[Collected data]
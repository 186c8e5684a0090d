//! Template Substitution Engine.
//!
//! Resolves `{{name}}` placeholders inside strings, objects, and arrays
//! against a parameter value map. Templates are parsed once into a small
//! typed AST ([`StringTemplate`]) and evaluated per dispatch, instead of the
//! string-replace-and-reparse approach this engine replaces; the quoted vs
//! unquoted distinction for JSON bodies is decided from the neighboring
//! literal segments rather than by scanning the substituted text again.
//!
//! # Substitution rules
//!
//! - Plain strings (URLs, headers): every `{{key}}` is replaced by the string
//!   form of `params[key]`; array values are joined with `,`. Missing
//!   parameters leave the token verbatim so callers can detect it.
//! - String-shaped JSON bodies: a quoted `"{{key}}"` or unquoted `{{key}}`
//!   occurrence is replaced by the JSON encoding of the value, preserving
//!   types (numbers stay unquoted, strings/arrays are quoted/bracketed). The
//!   result is parsed as JSON, or passed through unparsed if that fails.
//! - Object-shaped bodies: leaf strings are substituted like plain strings.
//! - Filtering: fields whose final value is an unresolved placeholder token,
//!   null, or an empty list are dropped, so the model can leave optional
//!   parameters blank without producing invalid requests.

use crate::action::{BodyTemplate, HttpMethod, RequestTemplate};
use serde_json::{Map, Value};

/// A parameter value map, keyed by declared parameter name.
pub type ParamMap = Map<String, Value>;

/// A string template parsed into literal and placeholder segments.
#[derive(Debug, Clone, PartialEq)]
pub struct StringTemplate {
    segments: Vec<Segment>,
}

#[derive(Debug, Clone, PartialEq)]
enum Segment {
    Literal(String),
    Placeholder(String),
}

impl StringTemplate {
    /// Parse a template. Parsing never fails: text without a matching
    /// `{{`/`}}` pair is kept as a literal.
    pub fn parse(input: &str) -> Self {
        let mut segments = Vec::new();
        let mut rest = input;

        while let Some(start) = rest.find("{{") {
            match rest[start + 2..].find("}}") {
                Some(offset) => {
                    let key = rest[start + 2..start + 2 + offset].trim();
                    if start > 0 {
                        segments.push(Segment::Literal(rest[..start].to_string()));
                    }
                    segments.push(Segment::Placeholder(key.to_string()));
                    rest = &rest[start + 2 + offset + 2..];
                }
                None => break,
            }
        }
        if !rest.is_empty() {
            segments.push(Segment::Literal(rest.to_string()));
        }

        Self { segments }
    }

    /// Placeholder names referenced by this template, in order of appearance.
    pub fn placeholders(&self) -> impl Iterator<Item = &str> {
        self.segments.iter().filter_map(|segment| match segment {
            Segment::Placeholder(key) => Some(key.as_str()),
            Segment::Literal(_) => None,
        })
    }

    /// First referenced parameter that is absent (or null) in `params`.
    pub fn first_missing<'a>(&'a self, params: &ParamMap) -> Option<&'a str> {
        self.placeholders()
            .find(|key| params.get(*key).filter(|v| !v.is_null()).is_none())
    }

    /// Substitute placeholders with the string form of each parameter value.
    ///
    /// Missing parameters re-emit the `{{key}}` token verbatim.
    pub fn render(&self, params: &ParamMap) -> String {
        let mut out = String::new();
        for segment in &self.segments {
            match segment {
                Segment::Literal(text) => out.push_str(text),
                Segment::Placeholder(key) => {
                    match params.get(key).filter(|v| !v.is_null()) {
                        Some(value) => out.push_str(&display_value(value)),
                        None => {
                            out.push_str("{{");
                            out.push_str(key);
                            out.push_str("}}");
                        }
                    }
                }
            }
        }
        out
    }

    /// Substitute placeholders in a literal JSON document, preserving value
    /// types, then parse the result.
    ///
    /// A placeholder directly enclosed in double quotes consumes those quotes
    /// so that `"{{amount}}"` and `{{amount}}` both yield an unquoted number
    /// for numeric parameters. If the substituted text fails to parse as
    /// JSON it is passed through unparsed as a string value; otherwise the
    /// parsed value is pruned per the filtering rule.
    pub fn render_json(&self, params: &ParamMap) -> Value {
        let mut out = String::new();
        let mut skip_leading_quote = false;

        for (index, segment) in self.segments.iter().enumerate() {
            match segment {
                Segment::Literal(text) => {
                    let text = if skip_leading_quote {
                        text.strip_prefix('"').unwrap_or(text)
                    } else {
                        text.as_str()
                    };
                    skip_leading_quote = false;
                    out.push_str(text);
                }
                Segment::Placeholder(key) => {
                    let quoted = out.ends_with('"')
                        && matches!(
                            self.segments.get(index + 1),
                            Some(Segment::Literal(next)) if next.starts_with('"')
                        );
                    match params.get(key).filter(|v| !v.is_null()) {
                        Some(value) => {
                            let encoded = serde_json::to_string(value)
                                .unwrap_or_else(|_| value.to_string());
                            if quoted {
                                out.pop();
                                skip_leading_quote = true;
                            }
                            out.push_str(&encoded);
                        }
                        None => {
                            out.push_str("{{");
                            out.push_str(key);
                            out.push_str("}}");
                        }
                    }
                }
            }
        }

        match serde_json::from_str::<Value>(&out) {
            Ok(parsed) => prune(parsed),
            Err(_) => Value::String(out),
        }
    }
}

/// String form of a parameter value: strings as-is, arrays joined with `,`,
/// everything else via its JSON rendering.
pub fn display_value(value: &Value) -> String {
    match value {
        Value::String(text) => text.clone(),
        Value::Array(items) => items
            .iter()
            .map(display_value)
            .collect::<Vec<_>>()
            .join(","),
        other => other.to_string(),
    }
}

WHAT THIS TASK INVOLVES: Your answer should consist of the lines from the line with "value; otherwise the" to the line with "let mut skip_leading_quote = false;" above, repeated exactly, both ends included.

SOLUTION:
    /// JSON it is passed through unparsed as a string value; otherwise the
    /// parsed value is pruned per the filtering rule.
    pub fn render_json(&self, params: &ParamMap) -> Value {
        let mut out = String::new();
        let mut skip_leading_quote = false;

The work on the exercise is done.